• PROBLEM DESCRIPTION:
For every line in the records that has the word "floor", make a copy.

• DATA SECTION:
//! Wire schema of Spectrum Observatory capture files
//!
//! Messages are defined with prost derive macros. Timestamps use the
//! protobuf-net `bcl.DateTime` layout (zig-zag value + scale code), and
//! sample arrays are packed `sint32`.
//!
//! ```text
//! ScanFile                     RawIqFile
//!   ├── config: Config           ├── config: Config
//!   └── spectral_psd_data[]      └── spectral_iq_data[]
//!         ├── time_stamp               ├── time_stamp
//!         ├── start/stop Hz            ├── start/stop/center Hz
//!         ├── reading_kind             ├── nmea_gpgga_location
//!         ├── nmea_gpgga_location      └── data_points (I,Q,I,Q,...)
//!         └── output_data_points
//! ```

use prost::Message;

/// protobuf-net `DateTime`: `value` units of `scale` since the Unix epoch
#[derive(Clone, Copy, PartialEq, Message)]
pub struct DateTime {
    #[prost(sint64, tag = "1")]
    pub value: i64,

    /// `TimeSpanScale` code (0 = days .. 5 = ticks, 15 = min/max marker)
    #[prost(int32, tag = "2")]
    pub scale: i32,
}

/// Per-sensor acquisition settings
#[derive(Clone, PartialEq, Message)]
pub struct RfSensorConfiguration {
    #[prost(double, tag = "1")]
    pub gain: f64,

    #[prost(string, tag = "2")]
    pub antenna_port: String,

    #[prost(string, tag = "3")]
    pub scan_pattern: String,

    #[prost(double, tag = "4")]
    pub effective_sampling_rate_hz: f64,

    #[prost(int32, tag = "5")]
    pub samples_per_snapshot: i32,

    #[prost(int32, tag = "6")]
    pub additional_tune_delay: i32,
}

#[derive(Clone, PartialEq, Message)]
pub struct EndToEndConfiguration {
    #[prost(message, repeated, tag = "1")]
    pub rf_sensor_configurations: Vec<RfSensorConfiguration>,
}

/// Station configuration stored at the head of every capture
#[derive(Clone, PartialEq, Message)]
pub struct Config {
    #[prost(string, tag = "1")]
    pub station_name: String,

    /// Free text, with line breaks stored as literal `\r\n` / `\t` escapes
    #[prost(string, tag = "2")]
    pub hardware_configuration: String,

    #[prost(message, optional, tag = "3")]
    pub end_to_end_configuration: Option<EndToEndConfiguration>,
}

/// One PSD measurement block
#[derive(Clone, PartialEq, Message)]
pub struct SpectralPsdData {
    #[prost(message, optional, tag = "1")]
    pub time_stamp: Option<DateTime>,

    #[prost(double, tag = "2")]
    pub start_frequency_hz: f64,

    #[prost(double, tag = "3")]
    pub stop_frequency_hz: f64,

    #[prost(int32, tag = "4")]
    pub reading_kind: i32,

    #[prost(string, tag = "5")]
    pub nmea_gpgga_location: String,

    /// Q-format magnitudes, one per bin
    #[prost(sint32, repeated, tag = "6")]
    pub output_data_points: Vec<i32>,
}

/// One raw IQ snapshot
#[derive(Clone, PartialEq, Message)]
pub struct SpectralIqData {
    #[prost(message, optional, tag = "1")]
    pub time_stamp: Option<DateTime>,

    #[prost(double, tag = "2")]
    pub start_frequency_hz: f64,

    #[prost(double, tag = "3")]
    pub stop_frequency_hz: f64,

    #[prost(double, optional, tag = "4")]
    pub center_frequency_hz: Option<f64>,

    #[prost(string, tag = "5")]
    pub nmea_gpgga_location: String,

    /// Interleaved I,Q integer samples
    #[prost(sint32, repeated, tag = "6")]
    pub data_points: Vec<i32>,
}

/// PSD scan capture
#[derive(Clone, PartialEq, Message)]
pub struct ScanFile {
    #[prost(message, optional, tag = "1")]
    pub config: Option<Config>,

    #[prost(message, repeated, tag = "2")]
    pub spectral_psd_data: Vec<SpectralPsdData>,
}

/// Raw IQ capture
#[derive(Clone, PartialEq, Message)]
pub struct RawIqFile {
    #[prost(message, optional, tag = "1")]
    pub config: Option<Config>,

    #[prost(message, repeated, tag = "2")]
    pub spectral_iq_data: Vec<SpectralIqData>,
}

--

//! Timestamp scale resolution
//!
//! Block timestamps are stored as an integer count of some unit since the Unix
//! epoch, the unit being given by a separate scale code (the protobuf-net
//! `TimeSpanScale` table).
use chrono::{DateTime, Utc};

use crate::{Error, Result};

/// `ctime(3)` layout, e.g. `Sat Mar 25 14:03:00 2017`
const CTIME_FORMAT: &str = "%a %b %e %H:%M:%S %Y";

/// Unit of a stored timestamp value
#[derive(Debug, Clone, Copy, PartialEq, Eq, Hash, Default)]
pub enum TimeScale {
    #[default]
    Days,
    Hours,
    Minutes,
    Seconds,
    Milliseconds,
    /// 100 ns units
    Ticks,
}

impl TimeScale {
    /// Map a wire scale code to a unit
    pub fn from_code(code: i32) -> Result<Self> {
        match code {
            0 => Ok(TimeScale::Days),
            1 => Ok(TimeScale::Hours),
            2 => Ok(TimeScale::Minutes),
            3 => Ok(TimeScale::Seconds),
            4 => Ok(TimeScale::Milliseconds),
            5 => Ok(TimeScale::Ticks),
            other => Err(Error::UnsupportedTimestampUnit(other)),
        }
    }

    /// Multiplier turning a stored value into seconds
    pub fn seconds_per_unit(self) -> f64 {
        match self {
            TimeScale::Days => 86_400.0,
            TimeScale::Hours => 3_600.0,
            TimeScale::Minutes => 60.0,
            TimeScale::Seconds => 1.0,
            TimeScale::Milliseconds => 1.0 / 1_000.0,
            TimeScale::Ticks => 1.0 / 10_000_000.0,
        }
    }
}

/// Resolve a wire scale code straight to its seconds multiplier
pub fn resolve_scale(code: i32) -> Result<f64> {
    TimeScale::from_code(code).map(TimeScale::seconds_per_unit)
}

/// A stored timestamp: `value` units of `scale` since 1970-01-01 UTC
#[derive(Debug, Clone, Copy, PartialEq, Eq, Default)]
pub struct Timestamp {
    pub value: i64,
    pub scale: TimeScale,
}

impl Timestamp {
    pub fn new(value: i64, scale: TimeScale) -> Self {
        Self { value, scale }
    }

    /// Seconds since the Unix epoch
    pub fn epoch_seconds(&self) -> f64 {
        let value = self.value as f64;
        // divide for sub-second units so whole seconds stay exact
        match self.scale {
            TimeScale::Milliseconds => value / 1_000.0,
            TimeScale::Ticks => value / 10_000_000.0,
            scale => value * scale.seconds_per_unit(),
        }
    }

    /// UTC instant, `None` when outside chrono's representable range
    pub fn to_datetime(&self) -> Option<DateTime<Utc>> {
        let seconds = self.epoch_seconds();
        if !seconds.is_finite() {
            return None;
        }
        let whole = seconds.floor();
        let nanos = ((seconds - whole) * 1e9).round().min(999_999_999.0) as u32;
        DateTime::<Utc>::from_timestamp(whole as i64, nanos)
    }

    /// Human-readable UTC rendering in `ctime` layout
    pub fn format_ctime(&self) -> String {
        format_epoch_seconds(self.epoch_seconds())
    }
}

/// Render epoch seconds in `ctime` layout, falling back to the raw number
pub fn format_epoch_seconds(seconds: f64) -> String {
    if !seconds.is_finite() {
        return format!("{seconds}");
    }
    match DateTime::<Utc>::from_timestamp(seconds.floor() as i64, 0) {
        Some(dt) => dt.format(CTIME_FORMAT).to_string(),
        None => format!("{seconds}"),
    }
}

• REPLY TO THE TASK:
        let whole = seconds.floor();
    match DateTime::<Utc>::from_timestamp(seconds.floor() as i64, 0) {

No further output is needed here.